Lagura: The Beauty and Ireland’s Be(a)st

Fr. Flor Lagura SVD
·1 min read

MOVIEGOERS from all over the world loved the 1964 classic film: “My Fair Lady,” screen adaptation of a play written by George Bernard Shaw: “Pygmalion.” Shaw was born in Portobello, Dublin, Ireland in mid-19th century to an Irish family of modest means.

Already then the Irish boasted of having the best spoken and written English. But, since his family could not afford good schools the young Shaw educated himself by reading and listening to people, which he did with much pleasure, even grinning impishly whenever he noticed other people’s lapses.

Later in his life, he greatly surprised the world in producing some extremely popular plays: “Caesar and Cleopatra,” “Man and Superman,” and “Saint Joan.” His fame rose with the play “Pygmalion,” which afterwards became a movie blockbuster. The literary world finally acknowledged his genius by granting him highly prized awards: 1) the Academy Award and 2) the Nobel Prize for Literature.

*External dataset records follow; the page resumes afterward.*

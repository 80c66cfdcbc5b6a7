//! # Time of interest and sidereal time
//!
//! [`TimeOfInterest`] is the immutable instant every query of the crate is evaluated at.
//! It wraps a [`hifitime::Epoch`] in the UTC time scale and caches the two quantities used by
//! all astronomical series: the Julian Day and `T`, the Julian centuries since J2000.0.
//!
//! ## Time scale
//!
//! Julian Days are treated as Universal Time. No ΔT correction is applied to positions; the
//! rise/set solver accepts an optional ΔT through
//! [`RiseSetParams`](crate::rise_set_transit::RiseSetParams).
//!
//! ## See also
//! * [`gmst`] and [`apparent_sidereal_time`] – Earth rotation angle used by the
//!   equatorial → horizontal conversion and the rise/set solver.
use std::fmt;

use hifitime::{Epoch, TimeScale, Unit};
use serde::{Deserialize, Serialize};

use crate::constants::{
    Degree, JulianDay, DAYS_PER_JULIAN_CENTURY, DPI, JD2000, JDTOMJD, SECONDS_PER_DAY,
};
use crate::coordinates::normalize_angle;
use crate::earth_orientation::equation_of_equinoxes;
use crate::heliograph_errors::HeliographError;

/// Calendar decomposition of a [`TimeOfInterest`], rounded to the nearest second (UTC).
#[derive(Debug, Clone, Copy, PartialEq, Eq, Serialize, Deserialize)]
pub struct CalendarTime {
    pub year: i32,
    pub month: u8,
    pub day: u8,
    pub hour: u8,
    pub min: u8,
    pub sec: u8,
}

impl fmt::Display for CalendarTime {
    fn fmt(&self, f: &mut fmt::Formatter<'_>) -> fmt::Result {
        write!(
            f,
            "{:04}-{:02}-{:02} {:02}:{:02}:{:02}",
            self.year, self.month, self.day, self.hour, self.min, self.sec
        )
    }
}

/// An immutable instant, with its Julian Day and Julian centuries kept consistent.
#[derive(Debug, Clone, Copy, PartialEq)]
pub struct TimeOfInterest {
    epoch: Epoch,
    jd: JulianDay,
    t: f64,
}

impl TimeOfInterest {
    /// Build a time of interest from a Julian Day (UT).
    ///
    /// Arguments
    /// ---------
    /// * `jd`: the Julian Day, must be finite.
    ///
    /// Return
    /// ------
    /// * The time of interest, or [`HeliographError::InvalidTime`] for NaN/infinite input.
    pub fn from_julian_day(jd: JulianDay) -> Result<Self, HeliographError> {
        if !jd.is_finite() {
            return Err(HeliographError::InvalidTime(format!(
                "julian day must be finite, got {jd}"
            )));
        }
        Ok(Self {
            epoch: Epoch::from_jde_utc(jd),
            jd,
            t: julian_centuries(jd),
        })
    }

    /// Build a time of interest from a UTC calendar date and time of day.
    ///
    /// `sec` may carry a fractional part, it must lie in `[0, 60)`.
    pub fn from_time(
        year: i32,
        month: u8,
        day: u8,
        hour: u8,
        min: u8,
        sec: f64,
    ) -> Result<Self, HeliographError> {
        if !(1..=12).contains(&month) {
            return Err(HeliographError::InvalidTime(format!(
                "month must be in 1..=12, got {month}"
            )));
        }
        let last_day = days_in_month(year, month);
        if day == 0 || day > last_day {
            return Err(HeliographError::InvalidTime(format!(
                "day must be in 1..={last_day} for {year}-{month:02}, got {day}"
            )));
        }
        if hour > 23 || min > 59 {
            return Err(HeliographError::InvalidTime(format!(
                "invalid time of day {hour:02}:{min:02}"
            )));
        }
        if !(0.0..60.0).contains(&sec) {
            return Err(HeliographError::InvalidTime(format!(
                "seconds must be in [0, 60), got {sec}"
            )));
        }

        let whole = sec.trunc();
        let nanos = ((sec - whole) * 1e9).round().min(999_999_999.0) as u32;
        let epoch = Epoch::from_gregorian(
            year,
            month,
            day,
            hour,
            min,
            whole as u8,
            nanos,
            TimeScale::UTC,
        );
        Ok(Self::from_epoch(epoch))
    }

    /// Build a time of interest from an existing UTC epoch.
    pub fn from_epoch(epoch: Epoch) -> Self {
        let jd = epoch.to_jde_utc_days();
        Self {
            epoch,
            jd,
            t: julian_centuries(jd),
        }
    }

    /// Julian Day (UT).
    pub fn jd(&self) -> JulianDay {
        self.jd
    }

    /// Julian centuries elapsed since J2000.0.
    pub fn julian_centuries(&self) -> f64 {
        self.t
    }

    /// Julian Day at 0h UT of the same calendar day.
    pub fn jd0(&self) -> JulianDay {
        (self.jd - 0.5).floor() + 0.5
    }

    /// Underlying `hifitime` epoch.
    pub fn epoch(&self) -> Epoch {
        self.epoch
    }

    /// Calendar form, rounded to the nearest whole second.
    pub fn time(&self) -> CalendarTime {
        let (year, month, day, hour, min, sec, _) =
            self.epoch.round(Unit::Second * 1).to_gregorian_utc();
        CalendarTime {
            year,
            month,
            day,
            hour,
            min,
            sec,
        }
    }

    /// New time of interest shifted by a number of days.
    pub fn add_days(&self, days: f64) -> Result<Self, HeliographError> {
        Self::from_julian_day(self.jd + days)
    }
}

impl fmt::Display for TimeOfInterest {
    fn fmt(&self, f: &mut fmt::Formatter<'_>) -> fmt::Result {
        if f.alternate() {
            write!(f, "{} UT (JD {:.6})", self.time(), self.jd)
        } else {
            write!(f, "{}", self.time())
        }
    }
}

/// Julian centuries since J2000.0 for a Julian Day.
pub fn julian_centuries(jd: JulianDay) -> f64 {
    (jd - JD2000) / DAYS_PER_JULIAN_CENTURY
}

fn is_leap_year(year: i32) -> bool {
    (year % 4 == 0 && year % 100 != 0) || year % 400 == 0
}

fn days_in_month(year: i32, month: u8) -> u8 {
    match month {
        2 if is_leap_year(year) => 29,
        2 => 28,
        4 | 6 | 9 | 11 => 30,
        _ => 31,
    }
}

/// Greenwich Mean Sidereal Time for a Julian Day (UT).
///
/// Implements the IAU 1982 polynomial for the mean sidereal time at 0h UT, then adds the
/// Earth rotation accumulated over the fraction of the day.
///
/// Arguments
/// ---------
/// * `jd`: Julian Day (UT).
///
/// Return
/// ------
/// * GMST in degrees, in `[0, 360)`.
pub fn gmst(jd: JulianDay) -> Degree {
    // GMST at 0h UT, in seconds of time
    const C0: f64 = 24110.54841;
    const C1: f64 = 8640184.812866;
    const C2: f64 = 9.3104e-2;
    const C3: f64 = -6.2e-6;

    // sidereal day / solar day
    const RAP: f64 = 1.00273790934;

    let mjd = jd - JDTOMJD;
    let day_start = mjd.floor();
    let t = (day_start + JDTOMJD - JD2000) / DAYS_PER_JULIAN_CENTURY;

    let gmst0 = (((C3 * t + C2) * t + C1) * t + C0) * DPI / SECONDS_PER_DAY;
    let gmst = gmst0 + (mjd - day_start) * DPI * RAP;

    normalize_angle(gmst.to_degrees())
}

/// Greenwich apparent sidereal time, GMST corrected by the equation of the equinoxes.
pub fn apparent_sidereal_time(jd: JulianDay) -> Degree {
    normalize_angle(gmst(jd) + equation_of_equinoxes(julian_centuries(jd)))
}

/// Local apparent sidereal time for an east-positive longitude in degrees.
pub fn local_apparent_sidereal_time(jd: JulianDay, longitude: Degree) -> Degree {
    normalize_angle(apparent_sidereal_time(jd) + longitude)
}

#[cfg(test)]
mod time_test {
    use super::*;
    use approx::assert_relative_eq;

    #[test]
    fn test_from_time_reference_instant() {
        let toi = TimeOfInterest::from_time(2020, 10, 22, 6, 15, 0.0).unwrap();
        assert_relative_eq!(toi.jd(), 2459144.760416667, epsilon = 1e-8);
        assert_relative_eq!(toi.julian_centuries(), 0.20807010038785795, epsilon = 1e-12);
        assert_relative_eq!(toi.jd0(), 2459144.5, epsilon = 1e-12);
        assert_eq!(
            toi.time(),
            CalendarTime {
                year: 2020,
                month: 10,
                day: 22,
                hour: 6,
                min: 15,
                sec: 0
            }
        );
        assert_eq!(toi.to_string(), "2020-10-22 06:15:00");
    }

    #[test]
    fn test_from_julian_day_rounds_calendar_to_second() {
        // 10:50:45.6 UT
        let jd = 2459144.5 + (10.0 * 3600.0 + 50.0 * 60.0 + 45.6) / 86400.0;
        let toi = TimeOfInterest::from_julian_day(jd).unwrap();
        let time = toi.time();
        assert_eq!((time.hour, time.min, time.sec), (10, 50, 46));
        assert_eq!(toi.jd(), jd);
    }

    #[test]
    fn test_jd0_before_and_after_noon() {
        let morning = TimeOfInterest::from_julian_day(2459144.6).unwrap();
        let evening = TimeOfInterest::from_julian_day(2459145.4).unwrap();
        assert_eq!(morning.jd0(), 2459144.5);
        assert_eq!(evening.jd0(), 2459144.5);
    }

    #[test]
    fn test_invalid_inputs() {
        assert!(TimeOfInterest::from_julian_day(f64::NAN).is_err());
        assert!(TimeOfInterest::from_time(2021, 2, 29, 0, 0, 0.0).is_err());
        assert!(TimeOfInterest::from_time(2020, 2, 29, 0, 0, 0.0).is_ok());
        assert!(TimeOfInterest::from_time(2020, 13, 1, 0, 0, 0.0).is_err());
        assert!(TimeOfInterest::from_time(2020, 1, 1, 24, 0, 0.0).is_err());
        assert!(TimeOfInterest::from_time(2020, 1, 1, 0, 0, 60.0).is_err());
    }

    #[test]
    fn test_gmst() {
        // MJD 57028.478514610404
        let res_gmst = gmst(57028.478514610404 + JDTOMJD);
        assert_relative_eq!(res_gmst.to_radians(), 4.851925725092499, epsilon = 1e-9);

        let res_gmst = gmst(JD2000);
        assert_relative_eq!(res_gmst, 280.46061837, epsilon = 1e-6);
    }

    #[test]
    fn test_apparent_sidereal_time() {
        // Meeus, example 12.a: 1987 April 10, 0h UT
        let jd = 2446895.5;
        assert_relative_eq!(gmst(jd), 197.693195, epsilon = 1e-5);
        let ast = apparent_sidereal_time(jd);
        // 13h10m46.1351s
        assert_relative_eq!(ast, 197.692229, epsilon = 2e-5);

        let last = local_apparent_sidereal_time(jd, -170.0);
        assert_relative_eq!(last, 27.692229, epsilon = 2e-5);
    }
}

But controversy hounded Shaw, for he advocated Marxist ideas, such as banning private property and condemning capitalism. Moreover, in another of his play, “Of Arms and Men,” Shaw declared that in hunting for mates, women are more aggressive than men. Nevertheless, his fame still attracted women, one of whom, an English beauty queen, openly and publicly proposed: “Mr. Shaw, why don’t you and I marry? With your brains and with my looks, our children will be truly priceless!” Shaw, not really gifted with a movie-star’s face, quickly replied, “But lady, what if our children will have my looks and your brains?”

Till his dying days, George Bernard Shaw, considered second only to William Shakespeare, refused all earthly honors. Truly humble, witty, yet great.